Problem statement:
Lines from the listing below that contain the string "with" are to be reported.

Input:
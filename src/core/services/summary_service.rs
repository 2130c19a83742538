//! Read-only aggregation queries over the ledger.

use std::collections::BTreeMap;

use crate::domain::{Category, Month, Subcategory, Transaction, MONTHS_PER_YEAR};
use crate::errors::LedgerError;
use crate::ledger::Ledger;

use super::ServiceResult;

/// Smallest axis ceiling a chart is drawn with.
pub const MIN_CHART_CEILING: f64 = 100.0;
/// Headroom applied above the tallest bar.
pub const CHART_HEADROOM: f64 = 1.2;

pub struct SummaryService;

impl SummaryService {
    pub fn category_total(ledger: &Ledger, category: Category) -> f64 {
        ledger.category_total(category)
    }

    /// Annual sum per subcategory, zeros included.
    pub fn subcategory_breakdown(
        ledger: &Ledger,
        category: Category,
    ) -> ServiceResult<BTreeMap<Subcategory, f64>> {
        if !category.is_compound() {
            return Err(
                LedgerError::InvalidInput(format!("{category} has no subcategories")).into(),
            );
        }
        Ok(category
            .subcategories()
            .iter()
            .map(|sub| (*sub, ledger.subcategory_series(category, *sub).sum()))
            .collect())
    }

    /// Breakdown with empty subcategories dropped, in the category's display order.
    pub fn nonzero_breakdown(
        ledger: &Ledger,
        category: Category,
    ) -> ServiceResult<Vec<(Subcategory, f64)>> {
        let breakdown = Self::subcategory_breakdown(ledger, category)?;
        Ok(category
            .subcategories()
            .iter()
            .filter_map(|sub| {
                let total = breakdown.get(sub).copied().unwrap_or_default();
                (total != 0.0).then_some((*sub, total))
            })
            .collect())
    }

    pub fn monthly_series(ledger: &Ledger, category: Category) -> [f64; MONTHS_PER_YEAR] {
        ledger.series(category).values()
    }

    pub fn combined_monthly_total(ledger: &Ledger, month: Month) -> f64 {
        Category::ALL
            .into_iter()
            .map(|category| ledger.series(category).get(month))
            .sum()
    }

    pub fn combined_monthly_totals(ledger: &Ledger) -> [f64; MONTHS_PER_YEAR] {
        let mut totals = [0.0; MONTHS_PER_YEAR];
        for month in Month::all() {
            totals[month.index()] = Self::combined_monthly_total(ledger, month);
        }
        totals
    }

    pub fn transaction_log(ledger: &Ledger) -> &[Transaction] {
        ledger.transactions()
    }

    /// Upper bound of a chart's value axis.
    pub fn chart_ceiling(values: &[f64]) -> f64 {
        let max = values.iter().copied().fold(0.0, f64::max);
        (max * CHART_HEADROOM).max(MIN_CHART_CEILING)
    }

    pub fn combined_chart_ceiling(ledger: &Ledger) -> f64 {
        Self::chart_ceiling(&Self::combined_monthly_totals(ledger))
    }
}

Written response:
/// Smallest axis ceiling a chart is drawn with.
    /// Breakdown with empty subcategories dropped, in the category's display order.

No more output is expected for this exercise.